Cloud computing efficiency discussions tend to focus on data centers, but they’re just a fraction of this exponential growth. CEET’s research finds 90% of power demand from wireless-to-cloud access comes from network infrastructure, not servers or phones. This limits the potential effect of smart phone energy efficiency and data center cooling technology measures, and underlines the importance of reducing network demand.
CEET predicts the number of wireless cloud users will grow from 42.8 million in 2008 to just under 1 billion in 2014, an annual growth rate of 69% Energy for network infrastructure in developing countries like China or India often comes from coal-fired power plants, highlighting the climate implications of cutting electricity demand from consumer technology.
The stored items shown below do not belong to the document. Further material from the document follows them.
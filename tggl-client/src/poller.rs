//! Background config refresh.

use crate::config::MIN_POLLING_INTERVAL;
use crate::error::{ClientError, Result};
use crate::source::ConfigSource;
use parking_lot::Mutex;
use std::sync::Arc;
use std::time::Duration;
use tggl_flags::{ConfigSnapshot, ConfigStore};
use tggl_log::{TARGET_POLLER, debug, info, warn};
use tokio::sync::watch;
use tokio::task::JoinHandle;
use tokio::time::MissedTickBehavior;

/// Periodically fetches flag definitions into a [`ConfigStore`].
///
/// The first fetch starts immediately, then one runs every interval. A
/// fetch never overlaps another one. Failed fetches are logged and the
/// store keeps its previous snapshot.
pub struct Poller {
    ready: Arc<watch::Sender<bool>>,
    shutdown: watch::Sender<bool>,
    handle: Mutex<Option<JoinHandle<()>>>,
}

impl Poller {
    /// Start polling `source` into `store`.
    ///
    /// Must be called from within a tokio runtime. Intervals shorter than
    /// [`MIN_POLLING_INTERVAL`] are raised to it.
    pub fn spawn(source: Arc<dyn ConfigSource>, store: Arc<ConfigStore>, interval: Duration) -> Self {
        let interval = interval.max(MIN_POLLING_INTERVAL);
        let (ready, _) = watch::channel(false);
        let ready = Arc::new(ready);
        let (shutdown, mut stop) = watch::channel(false);

        debug!(target: TARGET_POLLER, "Starting config poller every {:?}", interval);

        let task_ready = ready.clone();
        let handle = tokio::spawn(async move {
            let mut ticker = tokio::time::interval(interval);
            ticker.set_missed_tick_behavior(MissedTickBehavior::Delay);

            loop {
                // Dropping the poller closes the channel and ends the loop too
                tokio::select! {
                    biased;
                    _ = stop.changed() => break,
                    _ = ticker.tick() => {}
                }

                match source.fetch().await {
                    Ok(flags) => {
                        let snapshot = ConfigSnapshot::from_flags(flags);
                        debug!(target: TARGET_POLLER, "Fetched {} flag(s)", snapshot.len());
                        store.replace(snapshot);

                        if task_ready.send_if_modified(|ready| !std::mem::replace(ready, true)) {
                            info!(target: TARGET_POLLER, "Flag config loaded");
                        }
                    }
                    Err(e) => {
                        warn!(target: TARGET_POLLER, "Failed to fetch flag config: {}", e);
                    }
                }
            }

            debug!(target: TARGET_POLLER, "Config poller stopped");
        });

        Self {
            ready,
            shutdown,
            handle: Mutex::new(Some(handle)),
        }
    }

    /// Wait for the first successful fetch.
    ///
    /// Returns immediately once a fetch has succeeded. Returns
    /// [`ClientError::Closed`] when the poller is closed before that.
    pub async fn ready(&self) -> Result<()> {
        let mut ready = self.ready.subscribe();
        let mut shutdown = self.shutdown.subscribe();

        loop {
            if *ready.borrow_and_update() {
                return Ok(());
            }
            if *shutdown.borrow_and_update() {
                return Err(ClientError::Closed);
            }

            tokio::select! {
                _ = ready.changed() => {}
                _ = shutdown.changed() => {}
            }
        }
    }

    pub fn is_ready(&self) -> bool {
        *self.ready.borrow()
    }

    pub fn is_closed(&self) -> bool {
        *self.shutdown.borrow()
    }

    /// Stop polling.
    ///
    /// No fetch starts after this call. A fetch already running completes
    /// and its result is still applied.
    pub async fn close(&self) {
        self.shutdown.send_replace(true);

        let handle = self.handle.lock().take();
        if let Some(handle) = handle {
            let _ = handle.await;
        }
    }
}
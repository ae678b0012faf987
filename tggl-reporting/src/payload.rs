//! Report payload sent to the `/report` endpoint

use serde::{Deserialize, Serialize};
use std::collections::BTreeMap;
use tggl_flags::Value;

/// One report request
///
/// Every section is optional; an empty section is left out of the JSON.
#[derive(Debug, Clone, Default, PartialEq, Serialize, Deserialize)]
#[serde(rename_all = "camelCase")]
pub struct ReportPayload {
    /// Flag usage per client
    #[serde(default, skip_serializing_if = "Option::is_none")]
    pub clients: Option<Vec<ClientReport>>,

    /// First and last time (epoch seconds) each context property was seen
    #[serde(default, skip_serializing_if = "Option::is_none")]
    pub received_properties: Option<BTreeMap<String, [i64; 2]>>,

    /// Observed values per property, as `[value]` or `[value, label]`
    #[serde(default, skip_serializing_if = "Option::is_none")]
    pub received_values: Option<BTreeMap<String, Vec<Vec<String>>>>,
}

impl ReportPayload {
    pub fn is_empty(&self) -> bool {
        self.clients.is_none() && self.received_properties.is_none() && self.received_values.is_none()
    }

    /// Number of `(property, value[, label])` entries in this payload
    pub fn received_value_count(&self) -> usize {
        self.received_values
            .as_ref()
            .map_or(0, |values| values.values().map(Vec::len).sum())
    }
}

/// Flag usage of one client
#[derive(Debug, Clone, PartialEq, Serialize, Deserialize)]
pub struct ClientReport {
    pub id: String,
    pub flags: BTreeMap<String, Vec<FlagReport>>,
}

/// Aggregated count of one evaluation outcome
#[derive(Debug, Clone, PartialEq, Serialize, Deserialize)]
pub struct FlagReport {
    pub active: bool,
    pub value: Value,
    pub default: Value,
    pub count: u64,
}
Boosting Physical + Technical Efficiencies To Cut Demand
So back to how to shrink the cloud’s energy shadow. Since the biggest inefficiency for mobile data access is broadcasting from cell towers to smart phones, GreenTouch’s main recommendation is to shrink the distance from signal to device.
Deploying “small cells” of networked signal towers in dense urban environments would require less energy by broadcasting closer to users, and allow the cells to turn on and off based on local demand levels.
Other efficiencies include technical fixes like sharing infrastructure across networks, discontinuing transmissions when network traffic is lowest, and using the GreenTouch Bit-Interleaved Passive Optical Network technology for fiber-to-home broadband networks.